*What the exercise asks*.
All that is wanted is a word-for-word copy of the data from its first line to the line containing "if int(rng, 0, 1)", both included.
══════════════════════════════
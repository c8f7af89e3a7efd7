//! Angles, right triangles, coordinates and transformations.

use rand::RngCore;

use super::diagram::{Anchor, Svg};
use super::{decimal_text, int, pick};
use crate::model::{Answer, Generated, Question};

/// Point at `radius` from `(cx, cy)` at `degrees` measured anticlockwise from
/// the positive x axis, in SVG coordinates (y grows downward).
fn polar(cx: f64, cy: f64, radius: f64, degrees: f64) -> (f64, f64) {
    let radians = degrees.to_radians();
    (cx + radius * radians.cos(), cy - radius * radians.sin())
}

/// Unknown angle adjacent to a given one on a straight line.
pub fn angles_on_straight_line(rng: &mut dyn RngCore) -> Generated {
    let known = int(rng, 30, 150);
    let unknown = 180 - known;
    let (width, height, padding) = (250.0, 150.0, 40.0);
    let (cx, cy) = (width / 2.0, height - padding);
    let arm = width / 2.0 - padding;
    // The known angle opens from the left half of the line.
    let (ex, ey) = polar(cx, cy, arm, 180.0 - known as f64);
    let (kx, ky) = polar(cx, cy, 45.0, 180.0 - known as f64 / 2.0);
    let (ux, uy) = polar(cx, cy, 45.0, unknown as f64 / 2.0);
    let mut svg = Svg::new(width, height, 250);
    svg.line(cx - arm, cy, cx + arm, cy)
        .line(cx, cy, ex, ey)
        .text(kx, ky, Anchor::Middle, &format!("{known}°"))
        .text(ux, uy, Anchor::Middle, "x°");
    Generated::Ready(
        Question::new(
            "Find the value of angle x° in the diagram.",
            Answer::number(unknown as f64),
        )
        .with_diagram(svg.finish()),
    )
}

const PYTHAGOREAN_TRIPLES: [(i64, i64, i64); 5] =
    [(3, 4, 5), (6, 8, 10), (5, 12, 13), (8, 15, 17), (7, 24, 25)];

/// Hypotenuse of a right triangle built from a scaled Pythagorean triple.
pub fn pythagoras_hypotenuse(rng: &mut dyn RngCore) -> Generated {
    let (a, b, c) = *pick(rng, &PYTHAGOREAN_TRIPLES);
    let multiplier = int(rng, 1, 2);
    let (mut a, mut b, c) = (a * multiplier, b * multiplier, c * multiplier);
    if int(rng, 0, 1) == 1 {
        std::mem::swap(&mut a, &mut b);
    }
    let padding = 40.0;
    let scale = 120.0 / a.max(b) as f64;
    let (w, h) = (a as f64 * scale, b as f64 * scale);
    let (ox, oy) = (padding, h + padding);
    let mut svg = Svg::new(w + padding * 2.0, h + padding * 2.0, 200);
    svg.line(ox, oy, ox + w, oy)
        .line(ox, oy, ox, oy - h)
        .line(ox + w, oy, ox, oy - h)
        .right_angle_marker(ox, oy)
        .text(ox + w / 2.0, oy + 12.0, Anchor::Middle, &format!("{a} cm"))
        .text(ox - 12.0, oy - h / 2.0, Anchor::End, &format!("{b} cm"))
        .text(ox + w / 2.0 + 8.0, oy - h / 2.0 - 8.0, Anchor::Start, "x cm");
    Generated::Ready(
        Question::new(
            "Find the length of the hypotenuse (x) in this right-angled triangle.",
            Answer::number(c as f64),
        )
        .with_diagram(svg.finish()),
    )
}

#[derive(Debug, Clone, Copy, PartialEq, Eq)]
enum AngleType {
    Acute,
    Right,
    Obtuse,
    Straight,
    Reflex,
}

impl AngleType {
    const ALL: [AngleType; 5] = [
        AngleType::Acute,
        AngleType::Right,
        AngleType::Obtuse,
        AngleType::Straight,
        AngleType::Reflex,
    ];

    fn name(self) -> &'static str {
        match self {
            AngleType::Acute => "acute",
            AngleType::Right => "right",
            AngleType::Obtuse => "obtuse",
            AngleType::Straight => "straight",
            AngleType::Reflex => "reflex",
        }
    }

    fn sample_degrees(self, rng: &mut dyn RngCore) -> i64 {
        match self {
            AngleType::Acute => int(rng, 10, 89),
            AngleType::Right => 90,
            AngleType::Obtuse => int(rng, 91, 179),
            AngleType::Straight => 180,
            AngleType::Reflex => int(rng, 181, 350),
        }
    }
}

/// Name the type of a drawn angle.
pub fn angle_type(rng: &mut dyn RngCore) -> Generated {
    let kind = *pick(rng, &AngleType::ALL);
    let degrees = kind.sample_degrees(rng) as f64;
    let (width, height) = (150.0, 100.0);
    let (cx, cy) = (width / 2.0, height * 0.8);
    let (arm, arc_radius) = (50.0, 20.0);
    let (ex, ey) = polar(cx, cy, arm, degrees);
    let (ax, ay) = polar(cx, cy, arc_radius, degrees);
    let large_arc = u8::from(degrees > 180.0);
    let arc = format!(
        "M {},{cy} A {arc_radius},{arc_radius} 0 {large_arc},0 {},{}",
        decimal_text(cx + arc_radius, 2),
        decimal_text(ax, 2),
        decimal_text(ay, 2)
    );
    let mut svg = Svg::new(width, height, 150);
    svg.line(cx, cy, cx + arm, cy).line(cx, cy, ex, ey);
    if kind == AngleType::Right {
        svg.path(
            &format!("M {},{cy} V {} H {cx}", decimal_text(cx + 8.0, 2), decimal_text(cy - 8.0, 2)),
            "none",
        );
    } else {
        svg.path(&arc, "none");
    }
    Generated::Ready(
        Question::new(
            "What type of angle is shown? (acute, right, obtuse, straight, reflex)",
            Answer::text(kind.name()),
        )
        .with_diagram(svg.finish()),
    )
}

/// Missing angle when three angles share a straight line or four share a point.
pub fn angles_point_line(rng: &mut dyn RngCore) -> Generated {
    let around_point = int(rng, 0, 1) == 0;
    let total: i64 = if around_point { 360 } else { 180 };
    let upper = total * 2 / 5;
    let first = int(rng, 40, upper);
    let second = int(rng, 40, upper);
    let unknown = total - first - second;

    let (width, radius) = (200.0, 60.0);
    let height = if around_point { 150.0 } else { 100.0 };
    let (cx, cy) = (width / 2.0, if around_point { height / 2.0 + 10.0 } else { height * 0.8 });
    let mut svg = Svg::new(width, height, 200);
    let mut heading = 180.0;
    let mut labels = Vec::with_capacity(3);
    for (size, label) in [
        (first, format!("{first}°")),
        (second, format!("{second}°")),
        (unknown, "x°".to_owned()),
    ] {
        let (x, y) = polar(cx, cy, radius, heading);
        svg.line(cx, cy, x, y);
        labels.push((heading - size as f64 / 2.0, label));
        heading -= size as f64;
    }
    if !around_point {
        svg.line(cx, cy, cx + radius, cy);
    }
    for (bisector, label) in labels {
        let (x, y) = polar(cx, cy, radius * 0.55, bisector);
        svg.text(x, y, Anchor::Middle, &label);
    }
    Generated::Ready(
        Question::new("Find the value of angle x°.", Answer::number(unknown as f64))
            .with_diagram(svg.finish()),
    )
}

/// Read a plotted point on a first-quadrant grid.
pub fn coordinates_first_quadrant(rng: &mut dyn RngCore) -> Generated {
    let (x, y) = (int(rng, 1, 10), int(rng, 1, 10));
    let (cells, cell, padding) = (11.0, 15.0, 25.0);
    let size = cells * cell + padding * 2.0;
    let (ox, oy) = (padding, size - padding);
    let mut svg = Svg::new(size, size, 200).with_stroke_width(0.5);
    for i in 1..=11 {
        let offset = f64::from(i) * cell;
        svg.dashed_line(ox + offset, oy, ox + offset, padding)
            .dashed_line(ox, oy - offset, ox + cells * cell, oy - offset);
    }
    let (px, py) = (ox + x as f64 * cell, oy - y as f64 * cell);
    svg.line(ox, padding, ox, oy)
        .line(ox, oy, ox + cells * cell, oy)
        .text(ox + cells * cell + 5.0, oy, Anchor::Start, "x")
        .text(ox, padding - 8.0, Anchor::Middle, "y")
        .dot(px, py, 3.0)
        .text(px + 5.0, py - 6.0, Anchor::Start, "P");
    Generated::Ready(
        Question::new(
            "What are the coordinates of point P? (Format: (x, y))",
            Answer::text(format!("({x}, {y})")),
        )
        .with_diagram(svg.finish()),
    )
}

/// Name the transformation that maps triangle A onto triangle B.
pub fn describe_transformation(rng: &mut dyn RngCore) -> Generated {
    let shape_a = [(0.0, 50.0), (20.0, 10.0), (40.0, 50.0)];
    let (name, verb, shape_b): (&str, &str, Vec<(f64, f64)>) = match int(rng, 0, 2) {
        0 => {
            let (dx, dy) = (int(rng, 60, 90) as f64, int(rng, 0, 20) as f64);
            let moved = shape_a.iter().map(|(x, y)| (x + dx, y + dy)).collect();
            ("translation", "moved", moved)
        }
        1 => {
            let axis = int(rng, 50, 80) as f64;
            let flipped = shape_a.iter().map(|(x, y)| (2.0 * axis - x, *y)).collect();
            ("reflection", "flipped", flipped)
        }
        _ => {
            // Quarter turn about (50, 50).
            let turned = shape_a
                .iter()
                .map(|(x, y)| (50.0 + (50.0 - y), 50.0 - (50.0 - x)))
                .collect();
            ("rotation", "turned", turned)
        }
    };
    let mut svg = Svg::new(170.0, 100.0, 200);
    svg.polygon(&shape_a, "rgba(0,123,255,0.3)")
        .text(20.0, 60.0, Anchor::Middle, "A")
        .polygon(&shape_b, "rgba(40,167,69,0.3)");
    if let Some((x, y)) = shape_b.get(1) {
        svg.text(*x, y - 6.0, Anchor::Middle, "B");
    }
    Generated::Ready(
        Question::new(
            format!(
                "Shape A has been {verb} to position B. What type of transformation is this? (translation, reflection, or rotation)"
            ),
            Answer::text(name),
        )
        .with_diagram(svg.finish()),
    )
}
══════════════════════════════
*Output for this task*.
repository c8f7af89e3a7efd7
//! Angles, right triangles, coordinates and transformations.

use rand::RngCore;

use super::diagram::{Anchor, Svg};
use super::{decimal_text, int, pick};
use crate::model::{Answer, Generated, Question};

/// Point at `radius` from `(cx, cy)` at `degrees` measured anticlockwise from
/// the positive x axis, in SVG coordinates (y grows downward).
fn polar(cx: f64, cy: f64, radius: f64, degrees: f64) -> (f64, f64) {
    let radians = degrees.to_radians();
    (cx + radius * radians.cos(), cy - radius * radians.sin())
}

/// Unknown angle adjacent to a given one on a straight line.
pub fn angles_on_straight_line(rng: &mut dyn RngCore) -> Generated {
    let known = int(rng, 30, 150);
    let unknown = 180 - known;
    let (width, height, padding) = (250.0, 150.0, 40.0);
    let (cx, cy) = (width / 2.0, height - padding);
    let arm = width / 2.0 - padding;
    // The known angle opens from the left half of the line.
    let (ex, ey) = polar(cx, cy, arm, 180.0 - known as f64);
    let (kx, ky) = polar(cx, cy, 45.0, 180.0 - known as f64 / 2.0);
    let (ux, uy) = polar(cx, cy, 45.0, unknown as f64 / 2.0);
    let mut svg = Svg::new(width, height, 250);
    svg.line(cx - arm, cy, cx + arm, cy)
        .line(cx, cy, ex, ey)
        .text(kx, ky, Anchor::Middle, &format!("{known}°"))
        .text(ux, uy, Anchor::Middle, "x°");
    Generated::Ready(
        Question::new(
            "Find the value of angle x° in the diagram.",
            Answer::number(unknown as f64),
        )
        .with_diagram(svg.finish()),
    )
}

const PYTHAGOREAN_TRIPLES: [(i64, i64, i64); 5] =
    [(3, 4, 5), (6, 8, 10), (5, 12, 13), (8, 15, 17), (7, 24, 25)];

/// Hypotenuse of a right triangle built from a scaled Pythagorean triple.
pub fn pythagoras_hypotenuse(rng: &mut dyn RngCore) -> Generated {
    let (a, b, c) = *pick(rng, &PYTHAGOREAN_TRIPLES);
    let multiplier = int(rng, 1, 2);
    let (mut a, mut b, c) = (a * multiplier, b * multiplier, c * multiplier);
    if int(rng, 0, 1) == 1 {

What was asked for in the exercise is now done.